19 Janeiro 2011
A partir do dia 27 de janeiro, uma avalanche de atos, congressos, escolas, oficinas e exposições com o denominador comum da química irão se desenvolver em todo o mundo, com o objetivo central de celebrar essa disciplina e colocá-la no contexto que ela realmente tem por direito próprio. Nesse dia, começará oficialmente o Ano Internacional da Química, com o ato de abertura em Paris, organizado pela Unesco e pela União Internacional de Química Pura e Aplicada.
A análise é de Nazario Martín León, publicada no jornal El País, 19-01-2011. León é professor de química da Universidade Complutense, da Espanha, e presidente da Real Sociedade Espanhola de Química. A tradução é de Moisés Sbardelotto.

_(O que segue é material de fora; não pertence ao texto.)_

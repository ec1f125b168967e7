//! econcal - economic calendar API
//!
//! Serves this week's economic events to the dashboard, caching the weekly
//! feed on disk until its last event has passed.

use std::sync::Arc;

use clap::{error::ErrorKind, CommandFactory, Parser};
use tokio::{net::TcpListener, signal};
use tracing_subscriber::{layer::SubscriberExt, util::SubscriberInitExt};

use econcal::{
    cache::{CacheStore, FileCacheStore, MemoryCacheStore},
    cli::{Cli, CliError, FeedSource, Settings},
    server::create_app,
    service::CalendarService,
    state::AppState,
    upstream::{CommandFeed, EventFeed, HttpFeed},
};

#[tokio::main]
async fn main() -> Result<(), Box<dyn std::error::Error>> {
    let cli = Cli::parse();
    let settings = match Settings::from_cli(&cli) {
        Ok(settings) => settings,
        Err(e) => Cli::command().error(ErrorKind::ValueValidation, e).exit(),
    };

    tracing_subscriber::registry()
        .with(
            tracing_subscriber::EnvFilter::try_from_default_env()
                .unwrap_or_else(|_| "econcal=info,tower_http=info".into()),
        )
        .with(tracing_subscriber::fmt::layer())
        .init();

    let calendar = build_calendar_service(&settings)?;
    let app = create_app(AppState::new(calendar));

    let listener = TcpListener::bind(settings.bind_address()).await?;
    tracing::info!("listening on {}", listener.local_addr()?);

    axum::serve(listener, app)
        .with_graceful_shutdown(shutdown_signal())
        .await?;

    tracing::info!("Server stopped");
    Ok(())
}

/// Wires the cache store and upstream feed selected by `settings`
fn build_calendar_service(
    settings: &Settings,
) -> Result<CalendarService, Box<dyn std::error::Error>> {
    let file_store = settings
        .cache_dir
        .clone()
        .map(FileCacheStore::with_dir)
        .or_else(FileCacheStore::new);

    let store: Arc<dyn CacheStore> = match file_store {
        Some(store) => {
            tracing::info!(path = %store.cache_path().display(), "persisting economic events cache");
            Arc::new(store)
        }
        None => {
            tracing::warn!("no cache directory available, economic events will not survive restarts");
            Arc::new(MemoryCacheStore::new())
        }
    };

    let feed: Arc<dyn EventFeed> = match &settings.feed {
        FeedSource::Http(url) => Arc::new(
            HttpFeed::new(url.clone(), settings.upstream_timeout)?
                .with_source_offset(settings.source_offset),
        ),
        FeedSource::Command(line) => Arc::new(
            CommandFeed::from_command_line(line, settings.upstream_timeout)
                .ok_or(CliError::EmptyFeedCommand)?
                .with_source_offset(settings.source_offset),
        ),
    };
    tracing::info!(source = %feed.describe(), timeout = ?settings.upstream_timeout, "upstream feed configured");

    Ok(CalendarService::new(store, feed))
}

/// Wait for shutdown signals (Ctrl+C or SIGTERM).
async fn shutdown_signal() {
    let ctrl_c = async {
        if let Err(e) = signal::ctrl_c().await {
            tracing::error!(error = %e, "failed to install Ctrl+C handler");
            std::future::pending::<()>().await;
        }
    };

    #[cfg(unix)]
    let terminate = async {
        match signal::unix::signal(signal::unix::SignalKind::terminate()) {
            Ok(mut sigterm) => {
                sigterm.recv().await;
            }
            Err(e) => {
                tracing::error!(error = %e, "failed to install SIGTERM handler");
                std::future::pending::<()>().await;
            }
        }
    };

    #[cfg(not(unix))]
    let terminate = std::future::pending::<()>();

    tokio::select! {
        _ = ctrl_c => {
            tracing::info!("Received Ctrl+C, shutting down...");
        }
        _ = terminate => {
            tracing::info!("Received SIGTERM, shutting down...");
        }
    }
}
//! HTTP router: routes, CORS and request-wide middleware

use std::time::Duration;

use axum::{
    http::{header, Method, StatusCode},
    routing::get,
    Router,
};
use tower_http::{
    cors::{Any, CorsLayer},
    timeout::TimeoutLayer,
    trace::TraceLayer,
};

use crate::{
    handlers::{events::list_economic_events, health::livez},
    state::AppState,
};

/// Upper bound on a whole request, including any upstream fetch
const REQUEST_TIMEOUT: Duration = Duration::from_secs(30);

/// Create the application router with all routes and middleware.
pub fn create_app(state: AppState) -> Router {
    // The dashboard frontend is served from a different origin
    let cors = CorsLayer::new()
        .allow_origin(Any)
        .allow_methods([Method::GET])
        .allow_headers([header::CONTENT_TYPE]);

    let api_routes = Router::new()
        .route("/economic-events", get(list_economic_events))
        .layer(cors);

    Router::new()
        .route("/livez", get(livez))
        .nest("/api", api_routes)
        .layer(TraceLayer::new_for_http())
        .layer(TimeoutLayer::with_status_code(
            StatusCode::REQUEST_TIMEOUT,
            REQUEST_TIMEOUT,
        ))
        .with_state(state)
}
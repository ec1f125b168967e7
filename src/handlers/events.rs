//! Economic events endpoint

use axum::{extract::State, Json};

use super::error::ApiError;
use crate::{calendar::EconomicEvent, state::AppState};

/// GET /api/economic-events - This week's economic calendar.
pub async fn list_economic_events(
    State(state): State<AppState>,
) -> Result<Json<Vec<EconomicEvent>>, ApiError> {
    let events = state.calendar.get_events().await?;
    Ok(Json(events))
}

Na Espanha, o ato oficial de lançamento será em fevereiro, na sede central do CSIC, em Madri, um dos centros que mais e melhor química desenvolvem em nosso país.
Hoje em dia, a maior parte dos nossos cidadãos sabe que a química é a ciência que estuda a matéria que nos rodeia e que a transforma mediante as chamadas reações químicas. No entanto, a química é muito mais do que essa definição formal. Ela faz parte do nosso universo cotidiano, e tudo o que somos e tudo o que nos rodeia é química.
Este Ano Internacional da Química é uma magnífica oportunidade para que nós, os químicos, mudemos nosso discurso cotidiano de que "a química tem uma má imagem na nossa sociedade" por outro discurso em que anunciemos as enormes expectativas que a nossa ciência tem para melhorar substancialmente a qualidade da nossa vida e tornar o nosso futuro muito melhor. Os problemas mais importantes que a nossa civilização enfrenta requerem o envolvimento de todas as ciências de um modo coordenado, especialmente da química, que é chamada de ciência central. É, portanto, o momento de utilizar a celebração como recurso para impulsionar seu conhecimento e, também, para assinalar aqueles problemas cuja solução final não poderá ser alcançada sem o seu envolvimento.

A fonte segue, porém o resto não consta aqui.